To my Google Knowledge, a toxic compound called ketone is produced when protein is broken down in a human body, but our kidneys dutifully get rid of it, so everything is cool. :cool:

But if there's too much protein, kidneys get overworked and, when they fail to flush out all the toxins, excess ketones will build up in bloodstream causing a variety of health issues including coma and death in the worst scenario.

Ridding of ketones takes a good amount of water too, so a high protein diet can lead to dehydration. Furthermore, the ketone built-up increases acidity in blood, which in turn requires a significant amount of calcium to normalize. So there may be a correlation between protein intake and calcium, but I'm not sure about iron.

Of course we can't be sure if the same is true with hedgehogs, but it's fair to assume it is. This is probably why the foods excessively high in protein are bad for our hedgies.

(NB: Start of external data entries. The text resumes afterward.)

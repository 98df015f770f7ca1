//! Rule-based extraction of memory candidates from interaction text
//!
//! Extraction is an ordered list of matcher+handler pairs, deterministic
//! and regex-driven (no LLM). New rules are added here without touching
//! the store: the extractor only produces [`MemoryCandidate`]s, which
//! callers feed to `remember`.

use crate::error::{Error, Result};
use crate::memory::record::{MemoryCandidate, MemoryKind};
use regex::Regex;

/// One matcher+handler pair
struct ExtractionRule {
    name: &'static str,
    pattern: Regex,
    kind: MemoryKind,
    category: &'static str,
    confidence: f32,
    /// Turns the captured payload into memory content
    handler: fn(&str) -> String,
}

/// Ordered, pluggable extraction rule set
pub struct Extractor {
    rules: Vec<ExtractionRule>,
}

impl Extractor {
    /// Create an extractor with the default rule set
    pub fn new() -> Result<Self> {
        let specs: Vec<(
            &'static str,
            &'static str,
            MemoryKind,
            &'static str,
            f32,
            fn(&str) -> String,
        )> = vec![
            (
                "stated_name",
                r"(?i)\bmy name is\s+([A-Za-z][A-Za-z '-]{0,40}?)(?:[.,!\n]|$)",
                MemoryKind::Fact,
                "identity",
                0.9,
                |payload| format!("User's name is {}", payload),
            ),
            (
                "stated_preference",
                r"(?i)\bi (?:prefer|like|love)\s+([^.,!\n]{3,80})",
                MemoryKind::Preference,
                "preference",
                0.7,
                |payload| format!("User prefers {}", payload),
            ),
            (
                "stated_dislike",
                r"(?i)\bi (?:dislike|hate|can't stand)\s+([^.,!\n]{3,80})",
                MemoryKind::Preference,
                "preference",
                0.7,
                |payload| format!("User dislikes {}", payload),
            ),
            (
                "explicit_note",
                r"(?i)\bremember that\s+([^.!\n]{3,120})",
                MemoryKind::Fact,
                "note",
                0.8,
                |payload| payload.to_string(),
            ),
            (
                "standing_rule",
                r"(?i)\b(?:always|never)\s+([^.,!\n]{3,80})",
                MemoryKind::Correction,
                "behavior",
                0.8,
                |payload| format!("Standing instruction: {}", payload),
            ),
        ];

        let rules = specs
            .into_iter()
            .map(|(name, pattern, kind, category, confidence, handler)| {
                let pattern = Regex::new(pattern).map_err(|e| {
                    Error::Memory(format!("Invalid pattern for rule '{}': {}", name, e))
                })?;
                Ok(ExtractionRule {
                    name,
                    pattern,
                    kind,
                    category,
                    confidence,
                    handler,
                })
            })
            .collect::<Result<Vec<_>>>()?;

        Ok(Self { rules })
    }

    /// Run every rule against the text, in order.
    ///
    /// Rules are independent; one piece of text can yield several
    /// candidates. Candidates carry the rule name as a tag.
    pub fn extract(&self, text: &str) -> Vec<MemoryCandidate> {
        let mut candidates = Vec::new();

        for rule in &self.rules {
            for captures in rule.pattern.captures_iter(text) {
                let Some(payload) = captures.get(1) else {
                    continue;
                };
                let payload = payload.as_str().trim();
                if payload.is_empty() {
                    continue;
                }

                candidates.push(
                    MemoryCandidate::new(rule.kind, rule.category, (rule.handler)(payload))
                        .confidence(rule.confidence)
                        .tag(rule.name),
                );
            }
        }

        candidates
    }
}
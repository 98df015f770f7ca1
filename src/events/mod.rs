//! Domain events emitted by the engine
//!
//! Level changes, decay, achievement unlocks and consolidation results are
//! published on a `tokio::sync::broadcast` bus for notification/UI
//! collaborators outside this core. Sending never blocks; events fired with
//! no subscribers are dropped.

use crate::skills::{Achievement, SkillLevel};
use serde::{Deserialize, Serialize};
use tokio::sync::broadcast;
use uuid::Uuid;

/// Default capacity of the event channel
const EVENT_CHANNEL_CAPACITY: usize = 256;

/// A domain event emitted by the engine
#[derive(Debug, Clone, Serialize, Deserialize)]
#[serde(tag = "type", rename_all = "snake_case")]
pub enum EngineEvent {
    /// XP was credited to a skill
    XpAwarded {
        agent_id: String,
        skill: String,
        amount: u64,
        total_xp: u64,
    },
    /// A skill crossed a level threshold upward
    LevelUp {
        agent_id: String,
        skill: String,
        from: SkillLevel,
        to: SkillLevel,
    },
    /// Idle decay dropped a skill below a level threshold
    SkillDecayed {
        agent_id: String,
        skill: String,
        lost_xp: u64,
        from: SkillLevel,
        to: SkillLevel,
    },
    /// An achievement predicate became true for a profile
    AchievementUnlocked {
        agent_id: String,
        achievement: Achievement,
    },
    /// A consolidation pass replaced a cluster with a summary record
    MemoriesConsolidated {
        category: String,
        cluster_size: usize,
        summary_id: Uuid,
    },
}

/// Broadcast bus for engine events
#[derive(Debug, Clone)]
pub struct EventBus {
    sender: broadcast::Sender<EngineEvent>,
}

impl EventBus {
    /// Create a new event bus
    pub fn new() -> Self {
        let (sender, _) = broadcast::channel(EVENT_CHANNEL_CAPACITY);
        Self { sender }
    }

    /// Subscribe to engine events
    pub fn subscribe(&self) -> broadcast::Receiver<EngineEvent> {
        self.sender.subscribe()
    }

    /// Publish an event. A send with no live subscribers is not an error.
    pub fn publish(&self, event: EngineEvent) {
        let _ = self.sender.send(event);
    }
}

impl Default for EventBus {
    fn default() -> Self {
        Self::new()
    }
}
use actix_web::{web, HttpResponse, Responder};
use std::sync::Arc;
use validator::Validate;

use crate::core::{apply_filters, summarize, AmenityReduction};
use crate::models::{
    AmenitiesResponse, ErrorResponse, HealthResponse, Listing, ListingFilter, ListingsQuery,
    ListingsResponse,
};
use crate::render::render_panel;
use crate::services::{ListingStore, OverpassClient};

/// Application state shared across all handlers
#[derive(Clone)]
pub struct AppState {
    pub store: Arc<ListingStore>,
    pub overpass: Arc<OverpassClient>,
}

/// Configure all listing-related routes
pub fn configure(cfg: &mut web::ServiceConfig) {
    cfg.route("/health", web::get().to(health_check))
        .route("/listings", web::get().to(get_listings))
        .route("/listings/{id}/amenities", web::get().to(get_amenities))
        .route("/listings/{id}/panel", web::get().to(get_panel));
}

/// Health check endpoint
async fn health_check(state: web::Data<AppState>) -> impl Responder {
    let status = if state.store.is_empty() {
        "degraded"
    } else {
        "healthy"
    };

    HttpResponse::Ok().json(HealthResponse {
        status: status.to_string(),
        version: env!("CARGO_PKG_VERSION").to_string(),
        timestamp: chrono::Utc::now(),
    })
}

/// Listings endpoint
///
/// GET /api/v1/listings?maxBudget=1000000&buyerType=family
///
/// Returns the listing set after the filter pass: listings priced above the
/// budget ceiling are dropped, and the family buyer category drops listings
/// that report fewer than two bedrooms.
async fn get_listings(
    state: web::Data<AppState>,
    query: web::Query<ListingsQuery>,
) -> impl Responder {
    if let Err(errors) = query.validate() {
        tracing::info!("Validation failed for listings query: {:?}", errors);
        return HttpResponse::BadRequest().json(ErrorResponse {
            error: "Validation failed".to_string(),
            message: errors.to_string(),
            status_code: 400,
        });
    }

    let filter = ListingFilter {
        max_budget: query.max_budget,
        buyer_type: query.buyer_type,
    };

    let visible: Vec<_> = apply_filters(state.store.all(), &filter)
        .into_iter()
        .cloned()
        .collect();

    tracing::debug!(
        "Filter pass kept {} of {} listings",
        visible.len(),
        state.store.len()
    );

    let total_listings = visible.len();

    HttpResponse::Ok().json(ListingsResponse {
        listings: visible,
        total_listings,
    })
}

/// Look up a listing, run both Overpass passes, and reduce the results
///
/// Shared first half of the amenities and panel endpoints. An unknown id
/// maps to 404, an upstream failure to 502.
async fn fetch_reduction(
    state: &web::Data<AppState>,
    id: usize,
) -> Result<(&Listing, AmenityReduction), HttpResponse> {
    let listing = state.store.get(id).ok_or_else(|| {
        HttpResponse::NotFound().json(ErrorResponse {
            error: "Listing not found".to_string(),
            message: format!("No listing with id {}", id),
            status_code: 404,
        })
    })?;

    tracing::info!("Fetching amenities for listing {} ({})", id, listing.name);

    let nearby = state
        .overpass
        .fetch_nearby(listing.lat, listing.lng)
        .await
        .map_err(|e| {
            tracing::error!("Overpass query failed for listing {}: {}", id, e);
            HttpResponse::BadGateway().json(ErrorResponse {
                error: "Amenity query failed".to_string(),
                message: e.to_string(),
                status_code: 502,
            })
        })?;

    let reduction = summarize(listing.lat, listing.lng, &nearby.local, &nearby.hospitals);

    tracing::debug!(
        "Listing {}: {} schools, {} markers",
        id,
        reduction.summary.schools,
        reduction.markers.len()
    );

    Ok((listing, reduction))
}

/// Amenities endpoint
///
/// GET /api/v1/listings/{id}/amenities
///
/// Runs both Overpass passes for the listing's coordinates, reduces the
/// results into the amenity summary, and returns the summary plus markers.
async fn get_amenities(state: web::Data<AppState>, path: web::Path<usize>) -> impl Responder {
    let id = path.into_inner();

    let (_, reduction) = match fetch_reduction(&state, id).await {
        Ok(pair) => pair,
        Err(response) => return response,
    };

    HttpResponse::Ok().json(AmenitiesResponse {
        listing_id: id,
        summary: reduction.summary,
        markers: reduction.markers,
    })
}

/// Panel endpoint
///
/// GET /api/v1/listings/{id}/panel
///
/// Runs the same amenity pipeline, then renders the details panel as HTML.
async fn get_panel(state: web::Data<AppState>, path: web::Path<usize>) -> impl Responder {
    let id = path.into_inner();

    let (listing, reduction) = match fetch_reduction(&state, id).await {
        Ok(pair) => pair,
        Err(response) => return response,
    };

    let markup = render_panel(listing, &reduction.summary);

    HttpResponse::Ok()
        .content_type("text/html; charset=utf-8")
        .body(markup.into_string())
}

I too find much of the hedgehog info coming out of Europe too reliant on the studies conducted on European Hedgehogs and seems often inaccurate and/or inapplicable to our pet African Pygmy Hedgehogs. :(

As a footnote, chitinase, the enzyme which breaks down chitin in insects, is present in the digestive tract of the animals classified under the insectivora order such as shrews, moles, hedgehogs, tenrecs, etc. So theoretically they can digest both live and dried insects alike. However, considering that typical moisture/water content in live insects is over 60% versus less than 10% in dried insects, it's quite possible that chitinase doesn't work properly and may cause an impaction in some hedgehogs when dried insects are fed in a large amount and/or on a regular basis (contrary to the popular belief that the drying process destroys the enzyme). This is why I'm leery of feeding too many dried insects to our hedgies. If you choose to feed dried/processed bugs, please be careful and exercise moderation.